In London, office revenue was down for a second year running, slipping from $43.1 million to $41.3 million last year. But Quinn said the firm remains "very bullish on London," having added three lateral partners there in 2020. The firm is preparing for a move into London office space that can accommodate "almost double" the office's current headcount, he said.
Cadwalader, whose clients have included banks like J.P. Morgan and Goldman Sachs, is in its fourth year of a strategy that has entailed focusing on its core clients in the banking, investment and financial services industries, said Quinn, who took the reins in 2015. Besides banks, its core client base also includes large corporations and funds.

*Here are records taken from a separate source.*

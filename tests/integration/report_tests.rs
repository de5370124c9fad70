//! Integration tests for report generation

use std::fs;

use crate::common::{TestContext, REPORT};

fn analyzed_context() -> TestContext {
    let ctx = TestContext::new();
    ctx.analyze_successfully(
        "sales",
        &["sales/orders.sql", "sales/functions.sql", "sales/types.sql"],
    );
    ctx.analyze_successfully("hr", &["hr/payroll.sql"]);
    ctx
}

// ============================================================================
// Report sections
// ============================================================================

#[test]
fn test_report_sections_in_order() {
    let ctx = analyzed_context();
    let report = ctx.report(&[]);

    let sections = [
        "Compatibility assessment report: assessment",
        "--- Report setup",
        "--- Applications analyzed",
        "--- Assessment summary",
        "--- Compatibility estimate",
        "--- Object count",
        "=== SQL Features Report ===",
        "--- Cross-reference by feature",
        "--- Cross-reference by object",
    ];
    let mut last = 0;
    for section in sections {
        let pos = report.text[last..]
            .find(section)
            .unwrap_or_else(|| panic!("section '{}' missing or out of order", section));
        last += pos;
    }

    assert!(report.text.contains("Estimated compatibility with target version 1.0 : "));
    assert!(report.text.contains("Applications: 2"));
    assert!(report.text.contains("Cross-reference by feature not generated."));
}

#[test]
fn test_report_file_names() {
    let ctx = analyzed_context();
    let report = ctx.report(&[]);
    let name = report.text_path.file_name().unwrap().to_string_lossy().to_string();
    assert!(name.starts_with("report-assessment-"), "{}", name);
    assert!(name.ends_with(".txt"));
    assert_eq!(report.html_path.with_extension("txt"), report.text_path);
    assert!(report.html.starts_with("<!DOCTYPE html>"));
    assert!(report.html.contains("<h2 id=\"cross-reference-by-feature\">"));
}

#[test]
fn test_feature_xref_lists_locations() {
    let ctx = analyzed_context();
    let report = ctx.report(&["xref=feature"]);

    assert!(report.text.contains("MERGE (DML)"));
    assert!(report
        .text
        .contains("    PROCEDURE SALESDB.DBO.LOADORDERS [app: sales, file: orders.sql] : 13"));
    assert!(report.text.contains("Cross-reference by object not generated."));
}

#[test]
fn test_object_xref_with_filter() {
    let ctx = analyzed_context();
    let report = ctx.report(&["xref=object", "filter=^merge$"]);

    assert!(report.text.contains("Filter '^merge$' applied"));
    assert!(report.text.contains("    MERGE (DML) : 13"));
    assert!(!report.text.contains("    WAITFOR (Control flow)"));
}

// ============================================================================
// Failure cases
// ============================================================================

#[test]
fn test_version_mismatch_is_fatal() {
    let ctx = TestContext::new();
    let mut options = ctx.analyze_options("sales", &["sales/types.sql"]);
    options.target_version = Some("2.0".to_string());
    tsql_compat::analyze(options).unwrap();

    let mut options = ctx.analyze_options("hr", &["hr/payroll.sql"]);
    options.add = true;
    options.target_version = Some("3.0".to_string());
    tsql_compat::analyze(options).unwrap();

    let err = tsql_compat::generate_report(ctx.report_options(&[])).expect_err("versions differ");
    assert!(err.to_string().contains("Invalid capture files"), "{}", err);
}

#[test]
fn test_requested_version_must_match() {
    let ctx = analyzed_context();
    let mut options = ctx.report_options(&[]);
    options.target_version = Some("9.9".to_string());
    assert!(tsql_compat::generate_report(options).is_err());
}

#[test]
fn test_missing_report_is_fatal() {
    let ctx = TestContext::new();
    let err = tsql_compat::generate_report(ctx.report_options(&[])).unwrap_err();
    assert!(err.to_string().contains("not found"), "{}", err);
}

#[test]
fn test_imported_but_not_analyzed() {
    let ctx = analyzed_context();
    fs::remove_dir_all(ctx.layout().captured_dir()).unwrap();

    let err = tsql_compat::generate_report(ctx.report_options(&[])).unwrap_err();
    assert!(err.to_string().contains("reanalyze"), "{}", err);

    tsql_compat::reanalyze(tsql_compat::ReanalyzeOptions {
        root: ctx.root.clone(),
        report: REPORT.to_string(),
        config_path: None,
        target_version: None,
        verbose: false,
    })
    .unwrap();
    let report = ctx.report(&["xref"]);
    assert!(report.text.contains("MERGE (DML)"));
}

#[test]
fn test_unknown_report_option_rejected() {
    let ctx = analyzed_context();
    assert!(tsql_compat::generate_report(ctx.report_options(&["sparkle"])).is_err());
}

Overall, the firm was "firing on all cylinders" last year, Quinn said, adding the strongest year-over-year growth was in its corporate mergers and acquisitions and litigation groups and said the firm's traditionally strong capital markets and finance groups also delivered. About two-thirds of the firm's work came from transactional or corporate work, rather than litigation, he said, roughly in line with Cadwalader's head count breakdown.
"The numbers are great, but the numbers are more validation of the other good things the firm is doing," Quinn said.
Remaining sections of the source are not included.